* [WHAT YOU SHOULD DO]: Your task is to copy each line of the records that includes the string "other".

....

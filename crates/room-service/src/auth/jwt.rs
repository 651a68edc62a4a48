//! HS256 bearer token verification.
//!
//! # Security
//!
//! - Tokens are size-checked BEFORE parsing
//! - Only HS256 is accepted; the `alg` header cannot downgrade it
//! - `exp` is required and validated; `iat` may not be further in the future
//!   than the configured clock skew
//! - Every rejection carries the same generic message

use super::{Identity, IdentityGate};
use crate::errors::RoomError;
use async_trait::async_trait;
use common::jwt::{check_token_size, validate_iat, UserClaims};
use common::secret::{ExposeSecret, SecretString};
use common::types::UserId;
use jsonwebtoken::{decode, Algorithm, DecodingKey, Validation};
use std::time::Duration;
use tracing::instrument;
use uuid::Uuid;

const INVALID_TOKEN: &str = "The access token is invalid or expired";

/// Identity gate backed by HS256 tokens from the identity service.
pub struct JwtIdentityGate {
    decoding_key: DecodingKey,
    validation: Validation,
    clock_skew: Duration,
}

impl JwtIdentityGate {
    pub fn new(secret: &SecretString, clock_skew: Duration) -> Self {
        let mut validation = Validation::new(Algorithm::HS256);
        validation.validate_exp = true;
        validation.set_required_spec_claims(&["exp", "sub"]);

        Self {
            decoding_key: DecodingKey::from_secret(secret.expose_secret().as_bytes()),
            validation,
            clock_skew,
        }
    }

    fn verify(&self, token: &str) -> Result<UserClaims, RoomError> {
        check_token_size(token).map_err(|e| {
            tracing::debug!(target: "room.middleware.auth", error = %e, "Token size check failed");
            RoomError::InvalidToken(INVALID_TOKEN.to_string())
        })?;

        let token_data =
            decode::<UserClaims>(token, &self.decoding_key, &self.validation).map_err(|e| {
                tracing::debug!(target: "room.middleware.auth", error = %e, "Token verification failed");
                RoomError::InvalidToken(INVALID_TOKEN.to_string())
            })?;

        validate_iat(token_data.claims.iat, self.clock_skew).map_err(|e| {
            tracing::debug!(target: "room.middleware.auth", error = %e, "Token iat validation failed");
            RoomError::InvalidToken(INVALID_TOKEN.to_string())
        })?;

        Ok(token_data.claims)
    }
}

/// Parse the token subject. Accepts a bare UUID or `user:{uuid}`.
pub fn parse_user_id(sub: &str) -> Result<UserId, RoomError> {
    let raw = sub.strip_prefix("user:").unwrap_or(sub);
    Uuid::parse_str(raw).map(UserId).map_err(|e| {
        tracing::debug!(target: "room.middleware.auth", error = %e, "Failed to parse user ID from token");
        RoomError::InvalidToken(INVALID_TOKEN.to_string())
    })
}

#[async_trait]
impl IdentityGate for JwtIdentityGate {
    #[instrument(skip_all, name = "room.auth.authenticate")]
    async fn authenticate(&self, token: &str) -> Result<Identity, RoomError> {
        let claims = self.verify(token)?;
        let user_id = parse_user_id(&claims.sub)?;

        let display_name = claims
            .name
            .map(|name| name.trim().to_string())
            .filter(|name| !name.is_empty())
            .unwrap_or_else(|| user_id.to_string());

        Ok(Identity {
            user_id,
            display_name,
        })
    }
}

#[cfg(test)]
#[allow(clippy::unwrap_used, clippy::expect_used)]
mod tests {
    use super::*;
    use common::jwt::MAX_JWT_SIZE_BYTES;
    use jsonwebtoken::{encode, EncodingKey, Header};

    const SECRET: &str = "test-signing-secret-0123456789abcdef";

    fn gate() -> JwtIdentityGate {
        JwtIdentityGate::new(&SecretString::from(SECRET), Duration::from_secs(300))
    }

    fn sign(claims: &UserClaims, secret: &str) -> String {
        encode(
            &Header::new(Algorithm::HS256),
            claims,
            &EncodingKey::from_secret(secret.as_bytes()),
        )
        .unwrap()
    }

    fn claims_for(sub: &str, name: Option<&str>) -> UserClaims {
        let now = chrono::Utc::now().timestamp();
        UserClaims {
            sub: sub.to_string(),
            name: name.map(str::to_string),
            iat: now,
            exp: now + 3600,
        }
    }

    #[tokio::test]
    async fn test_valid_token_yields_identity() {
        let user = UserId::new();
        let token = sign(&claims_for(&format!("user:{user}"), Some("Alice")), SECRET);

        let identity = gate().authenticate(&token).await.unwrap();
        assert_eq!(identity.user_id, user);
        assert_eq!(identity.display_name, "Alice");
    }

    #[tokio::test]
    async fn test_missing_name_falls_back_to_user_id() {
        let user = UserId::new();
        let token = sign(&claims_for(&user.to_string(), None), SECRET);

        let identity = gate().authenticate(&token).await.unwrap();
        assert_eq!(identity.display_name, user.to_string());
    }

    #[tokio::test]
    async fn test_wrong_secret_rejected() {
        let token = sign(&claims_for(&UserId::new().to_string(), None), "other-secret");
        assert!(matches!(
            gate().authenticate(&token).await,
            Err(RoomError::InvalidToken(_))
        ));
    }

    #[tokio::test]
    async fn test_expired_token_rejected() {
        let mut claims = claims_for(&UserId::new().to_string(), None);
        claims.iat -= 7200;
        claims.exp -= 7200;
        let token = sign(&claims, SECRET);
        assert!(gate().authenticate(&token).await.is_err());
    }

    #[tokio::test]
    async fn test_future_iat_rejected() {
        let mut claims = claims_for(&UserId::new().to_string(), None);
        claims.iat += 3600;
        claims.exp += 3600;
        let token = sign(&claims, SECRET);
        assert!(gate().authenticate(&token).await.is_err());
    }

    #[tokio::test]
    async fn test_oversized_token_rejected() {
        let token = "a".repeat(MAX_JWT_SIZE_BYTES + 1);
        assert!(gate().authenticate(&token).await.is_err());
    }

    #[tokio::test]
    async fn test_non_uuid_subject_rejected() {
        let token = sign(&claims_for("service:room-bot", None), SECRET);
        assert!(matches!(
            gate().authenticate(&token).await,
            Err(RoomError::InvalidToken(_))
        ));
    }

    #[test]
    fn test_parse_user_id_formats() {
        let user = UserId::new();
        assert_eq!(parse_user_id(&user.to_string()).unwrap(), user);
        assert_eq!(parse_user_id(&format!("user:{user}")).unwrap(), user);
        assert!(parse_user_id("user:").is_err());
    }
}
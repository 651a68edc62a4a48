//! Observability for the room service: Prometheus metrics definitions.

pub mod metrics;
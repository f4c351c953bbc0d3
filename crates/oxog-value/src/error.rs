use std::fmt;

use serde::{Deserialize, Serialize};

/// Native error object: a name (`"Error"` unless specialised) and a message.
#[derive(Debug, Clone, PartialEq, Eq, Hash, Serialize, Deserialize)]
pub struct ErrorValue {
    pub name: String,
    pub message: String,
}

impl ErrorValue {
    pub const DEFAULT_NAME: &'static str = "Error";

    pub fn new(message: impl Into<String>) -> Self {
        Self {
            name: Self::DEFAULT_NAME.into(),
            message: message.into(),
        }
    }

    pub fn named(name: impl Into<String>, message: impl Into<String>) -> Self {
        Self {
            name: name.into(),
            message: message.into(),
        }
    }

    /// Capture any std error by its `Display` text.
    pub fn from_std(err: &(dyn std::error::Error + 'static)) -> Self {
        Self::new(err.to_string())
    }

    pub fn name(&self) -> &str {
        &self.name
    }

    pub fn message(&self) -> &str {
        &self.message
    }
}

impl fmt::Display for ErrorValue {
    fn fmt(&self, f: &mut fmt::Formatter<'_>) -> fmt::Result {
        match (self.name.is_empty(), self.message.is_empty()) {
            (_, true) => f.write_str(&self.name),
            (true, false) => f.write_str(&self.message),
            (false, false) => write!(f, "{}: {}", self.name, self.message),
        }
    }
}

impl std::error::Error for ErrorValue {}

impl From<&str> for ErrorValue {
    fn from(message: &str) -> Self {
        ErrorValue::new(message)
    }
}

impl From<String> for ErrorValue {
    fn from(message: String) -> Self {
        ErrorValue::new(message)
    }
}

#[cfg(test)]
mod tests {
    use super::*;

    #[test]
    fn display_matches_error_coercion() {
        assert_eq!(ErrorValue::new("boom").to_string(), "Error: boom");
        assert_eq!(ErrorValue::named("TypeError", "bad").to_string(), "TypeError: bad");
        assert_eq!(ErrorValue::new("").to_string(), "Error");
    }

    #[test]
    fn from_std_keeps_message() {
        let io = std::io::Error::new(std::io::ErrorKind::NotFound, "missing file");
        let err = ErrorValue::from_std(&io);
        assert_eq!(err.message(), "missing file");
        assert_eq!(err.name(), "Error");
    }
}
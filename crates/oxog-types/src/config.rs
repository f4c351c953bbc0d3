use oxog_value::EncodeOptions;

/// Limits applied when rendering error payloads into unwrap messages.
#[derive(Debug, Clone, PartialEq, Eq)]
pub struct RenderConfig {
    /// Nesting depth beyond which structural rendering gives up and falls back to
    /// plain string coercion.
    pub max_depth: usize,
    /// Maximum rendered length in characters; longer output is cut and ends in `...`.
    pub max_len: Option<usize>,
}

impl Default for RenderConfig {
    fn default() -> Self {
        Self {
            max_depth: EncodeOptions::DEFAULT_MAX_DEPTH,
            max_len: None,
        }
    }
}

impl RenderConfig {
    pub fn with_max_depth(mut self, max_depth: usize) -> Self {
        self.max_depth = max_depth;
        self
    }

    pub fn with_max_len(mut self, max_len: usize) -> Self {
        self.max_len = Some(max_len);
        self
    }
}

....

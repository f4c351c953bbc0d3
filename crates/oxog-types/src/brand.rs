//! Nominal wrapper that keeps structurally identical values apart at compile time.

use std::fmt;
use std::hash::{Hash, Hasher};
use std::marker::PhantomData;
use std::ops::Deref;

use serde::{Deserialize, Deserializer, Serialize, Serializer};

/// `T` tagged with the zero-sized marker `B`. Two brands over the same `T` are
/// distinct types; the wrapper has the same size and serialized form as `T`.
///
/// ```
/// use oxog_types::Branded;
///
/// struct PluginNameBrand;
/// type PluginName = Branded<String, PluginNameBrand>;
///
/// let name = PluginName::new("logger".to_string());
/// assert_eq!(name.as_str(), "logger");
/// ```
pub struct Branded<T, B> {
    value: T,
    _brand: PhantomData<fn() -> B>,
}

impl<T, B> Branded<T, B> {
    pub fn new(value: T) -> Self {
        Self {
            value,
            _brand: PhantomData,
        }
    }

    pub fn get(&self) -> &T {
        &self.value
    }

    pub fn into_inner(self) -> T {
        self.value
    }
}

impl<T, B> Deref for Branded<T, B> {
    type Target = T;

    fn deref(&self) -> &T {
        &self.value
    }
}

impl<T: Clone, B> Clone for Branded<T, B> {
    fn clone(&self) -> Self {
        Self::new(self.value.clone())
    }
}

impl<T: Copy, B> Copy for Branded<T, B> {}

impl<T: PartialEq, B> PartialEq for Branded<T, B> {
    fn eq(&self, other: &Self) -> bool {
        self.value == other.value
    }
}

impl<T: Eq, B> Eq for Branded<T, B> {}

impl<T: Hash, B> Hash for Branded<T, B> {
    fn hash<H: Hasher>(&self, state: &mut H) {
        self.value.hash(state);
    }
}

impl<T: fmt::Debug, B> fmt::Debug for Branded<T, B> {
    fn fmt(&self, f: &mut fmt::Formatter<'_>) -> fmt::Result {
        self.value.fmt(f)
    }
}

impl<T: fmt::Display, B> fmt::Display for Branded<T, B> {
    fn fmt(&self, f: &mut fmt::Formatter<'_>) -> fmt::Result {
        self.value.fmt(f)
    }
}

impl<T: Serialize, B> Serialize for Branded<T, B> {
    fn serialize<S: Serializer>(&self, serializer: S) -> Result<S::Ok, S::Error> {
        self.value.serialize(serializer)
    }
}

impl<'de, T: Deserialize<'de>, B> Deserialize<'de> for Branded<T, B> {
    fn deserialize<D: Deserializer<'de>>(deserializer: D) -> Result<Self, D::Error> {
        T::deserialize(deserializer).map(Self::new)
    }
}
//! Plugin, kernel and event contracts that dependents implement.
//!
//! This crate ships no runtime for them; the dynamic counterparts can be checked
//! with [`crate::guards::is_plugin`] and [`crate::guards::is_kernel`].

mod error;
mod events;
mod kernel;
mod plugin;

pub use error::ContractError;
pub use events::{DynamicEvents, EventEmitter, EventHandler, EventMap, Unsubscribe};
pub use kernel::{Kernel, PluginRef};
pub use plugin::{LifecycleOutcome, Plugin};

....

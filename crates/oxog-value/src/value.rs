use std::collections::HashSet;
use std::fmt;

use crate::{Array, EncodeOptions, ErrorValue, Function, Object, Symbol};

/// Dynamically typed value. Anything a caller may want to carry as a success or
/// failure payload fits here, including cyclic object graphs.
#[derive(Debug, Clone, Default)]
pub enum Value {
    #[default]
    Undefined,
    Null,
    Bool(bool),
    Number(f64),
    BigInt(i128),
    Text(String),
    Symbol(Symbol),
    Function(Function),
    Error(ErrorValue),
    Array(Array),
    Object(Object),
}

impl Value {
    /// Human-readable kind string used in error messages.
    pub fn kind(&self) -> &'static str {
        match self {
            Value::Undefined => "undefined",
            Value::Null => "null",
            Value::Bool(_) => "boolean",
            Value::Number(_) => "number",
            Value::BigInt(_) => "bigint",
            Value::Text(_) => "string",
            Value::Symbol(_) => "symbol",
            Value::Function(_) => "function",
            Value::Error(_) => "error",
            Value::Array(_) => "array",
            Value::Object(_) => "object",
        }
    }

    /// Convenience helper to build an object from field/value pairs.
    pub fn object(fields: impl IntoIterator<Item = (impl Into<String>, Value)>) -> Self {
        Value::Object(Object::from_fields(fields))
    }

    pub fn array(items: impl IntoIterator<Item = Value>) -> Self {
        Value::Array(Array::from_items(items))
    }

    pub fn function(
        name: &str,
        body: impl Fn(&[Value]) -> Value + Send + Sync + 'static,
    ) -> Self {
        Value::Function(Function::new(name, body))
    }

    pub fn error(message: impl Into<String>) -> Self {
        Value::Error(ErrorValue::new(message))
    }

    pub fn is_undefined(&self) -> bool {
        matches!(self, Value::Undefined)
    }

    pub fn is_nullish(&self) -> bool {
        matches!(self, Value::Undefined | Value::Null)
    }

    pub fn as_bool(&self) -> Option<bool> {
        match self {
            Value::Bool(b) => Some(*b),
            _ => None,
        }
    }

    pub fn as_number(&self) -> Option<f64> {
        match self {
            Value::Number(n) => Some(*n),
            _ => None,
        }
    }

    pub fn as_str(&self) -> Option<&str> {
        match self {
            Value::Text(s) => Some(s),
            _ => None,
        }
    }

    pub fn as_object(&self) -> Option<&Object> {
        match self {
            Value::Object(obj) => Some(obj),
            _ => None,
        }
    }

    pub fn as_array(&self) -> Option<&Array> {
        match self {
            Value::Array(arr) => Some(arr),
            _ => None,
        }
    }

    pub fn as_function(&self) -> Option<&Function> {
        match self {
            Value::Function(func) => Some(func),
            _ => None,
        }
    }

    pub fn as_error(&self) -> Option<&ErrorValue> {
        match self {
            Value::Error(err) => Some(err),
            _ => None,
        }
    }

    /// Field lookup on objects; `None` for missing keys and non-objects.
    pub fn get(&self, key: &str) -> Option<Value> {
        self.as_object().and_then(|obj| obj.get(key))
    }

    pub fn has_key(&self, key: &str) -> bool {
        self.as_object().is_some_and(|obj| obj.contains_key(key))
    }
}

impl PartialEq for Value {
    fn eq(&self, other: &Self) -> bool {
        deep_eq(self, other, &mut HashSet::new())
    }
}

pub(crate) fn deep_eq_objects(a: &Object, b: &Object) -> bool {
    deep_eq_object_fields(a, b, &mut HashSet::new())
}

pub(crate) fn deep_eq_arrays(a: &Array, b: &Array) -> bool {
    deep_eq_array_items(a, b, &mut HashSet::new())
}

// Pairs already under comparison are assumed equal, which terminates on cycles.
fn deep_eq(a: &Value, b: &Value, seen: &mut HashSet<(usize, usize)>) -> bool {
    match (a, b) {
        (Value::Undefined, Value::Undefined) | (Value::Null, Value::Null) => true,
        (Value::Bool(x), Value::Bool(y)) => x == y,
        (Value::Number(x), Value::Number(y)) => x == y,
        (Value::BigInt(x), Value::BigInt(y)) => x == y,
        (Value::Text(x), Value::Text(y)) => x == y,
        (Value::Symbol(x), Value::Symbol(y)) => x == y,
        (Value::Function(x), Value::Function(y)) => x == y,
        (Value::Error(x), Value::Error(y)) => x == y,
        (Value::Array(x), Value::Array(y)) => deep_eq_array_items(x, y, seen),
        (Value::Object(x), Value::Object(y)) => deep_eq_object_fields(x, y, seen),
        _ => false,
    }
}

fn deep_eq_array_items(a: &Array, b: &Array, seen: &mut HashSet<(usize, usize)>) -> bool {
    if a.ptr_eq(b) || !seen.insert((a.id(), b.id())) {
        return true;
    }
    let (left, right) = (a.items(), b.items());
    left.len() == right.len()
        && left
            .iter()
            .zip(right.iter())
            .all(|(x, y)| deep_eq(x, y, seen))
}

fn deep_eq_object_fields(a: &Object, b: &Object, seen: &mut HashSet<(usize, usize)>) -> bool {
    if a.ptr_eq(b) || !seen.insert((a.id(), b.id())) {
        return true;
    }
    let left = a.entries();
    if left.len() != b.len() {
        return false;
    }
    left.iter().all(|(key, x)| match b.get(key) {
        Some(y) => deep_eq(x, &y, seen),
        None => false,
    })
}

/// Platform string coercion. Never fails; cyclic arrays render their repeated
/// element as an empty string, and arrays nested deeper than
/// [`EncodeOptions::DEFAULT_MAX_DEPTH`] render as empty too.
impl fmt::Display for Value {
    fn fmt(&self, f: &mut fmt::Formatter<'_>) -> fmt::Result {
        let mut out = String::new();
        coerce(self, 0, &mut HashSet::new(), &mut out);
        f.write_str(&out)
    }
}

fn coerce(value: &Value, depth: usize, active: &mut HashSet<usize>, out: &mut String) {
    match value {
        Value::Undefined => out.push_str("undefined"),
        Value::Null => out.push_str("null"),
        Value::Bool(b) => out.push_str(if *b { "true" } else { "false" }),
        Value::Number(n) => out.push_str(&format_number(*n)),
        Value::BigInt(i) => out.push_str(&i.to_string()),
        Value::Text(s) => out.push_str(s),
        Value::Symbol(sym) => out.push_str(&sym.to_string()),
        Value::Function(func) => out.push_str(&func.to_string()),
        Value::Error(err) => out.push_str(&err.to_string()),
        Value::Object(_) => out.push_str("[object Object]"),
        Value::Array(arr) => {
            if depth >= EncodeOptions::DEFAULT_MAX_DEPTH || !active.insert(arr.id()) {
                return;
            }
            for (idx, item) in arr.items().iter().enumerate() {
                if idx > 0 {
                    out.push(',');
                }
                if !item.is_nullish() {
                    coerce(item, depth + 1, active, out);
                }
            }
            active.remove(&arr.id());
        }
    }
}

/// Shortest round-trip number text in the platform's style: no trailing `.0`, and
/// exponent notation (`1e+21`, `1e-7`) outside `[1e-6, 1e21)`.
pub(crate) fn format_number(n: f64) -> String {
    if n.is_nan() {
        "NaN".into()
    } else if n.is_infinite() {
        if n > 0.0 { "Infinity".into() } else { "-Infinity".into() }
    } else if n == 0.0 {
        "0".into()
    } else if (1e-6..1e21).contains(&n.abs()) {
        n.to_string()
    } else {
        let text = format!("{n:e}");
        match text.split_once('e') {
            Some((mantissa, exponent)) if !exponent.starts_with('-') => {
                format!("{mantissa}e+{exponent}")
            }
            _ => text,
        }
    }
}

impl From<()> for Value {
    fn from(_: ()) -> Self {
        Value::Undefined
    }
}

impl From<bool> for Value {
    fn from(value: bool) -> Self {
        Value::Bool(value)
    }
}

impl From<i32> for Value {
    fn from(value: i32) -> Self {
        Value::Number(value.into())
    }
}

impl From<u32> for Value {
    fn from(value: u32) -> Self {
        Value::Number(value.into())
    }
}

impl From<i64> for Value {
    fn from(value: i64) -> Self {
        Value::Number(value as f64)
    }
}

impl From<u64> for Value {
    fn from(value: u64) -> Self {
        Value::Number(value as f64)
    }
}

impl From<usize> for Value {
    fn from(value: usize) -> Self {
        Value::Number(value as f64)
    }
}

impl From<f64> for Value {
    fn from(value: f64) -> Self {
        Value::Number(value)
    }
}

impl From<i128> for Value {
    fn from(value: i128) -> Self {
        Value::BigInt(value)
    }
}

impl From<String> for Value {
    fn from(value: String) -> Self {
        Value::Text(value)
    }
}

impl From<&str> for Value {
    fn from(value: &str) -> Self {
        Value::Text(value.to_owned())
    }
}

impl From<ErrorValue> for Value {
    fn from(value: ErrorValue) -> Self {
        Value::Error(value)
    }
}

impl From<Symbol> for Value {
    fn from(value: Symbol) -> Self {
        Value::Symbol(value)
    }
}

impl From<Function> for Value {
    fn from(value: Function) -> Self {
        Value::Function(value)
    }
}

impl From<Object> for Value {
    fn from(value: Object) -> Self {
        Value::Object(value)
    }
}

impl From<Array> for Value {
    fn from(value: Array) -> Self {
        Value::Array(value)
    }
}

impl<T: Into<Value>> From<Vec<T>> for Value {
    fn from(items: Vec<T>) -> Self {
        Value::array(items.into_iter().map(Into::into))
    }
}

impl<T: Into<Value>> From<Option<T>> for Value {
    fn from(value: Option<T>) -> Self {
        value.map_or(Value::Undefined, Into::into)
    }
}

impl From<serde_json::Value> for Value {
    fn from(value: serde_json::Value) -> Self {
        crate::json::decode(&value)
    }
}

....

* [SOLUTION FOR THIS TASK]:
        let token = sign(&claims_for(&UserId::new().to_string(), None), "other-secret");
    fn eq(&self, other: &Self) -> bool {
        self.value == other.value
    fn eq(&self, other: &Self) -> bool {
        deep_eq(self, other, &mut HashSet::new())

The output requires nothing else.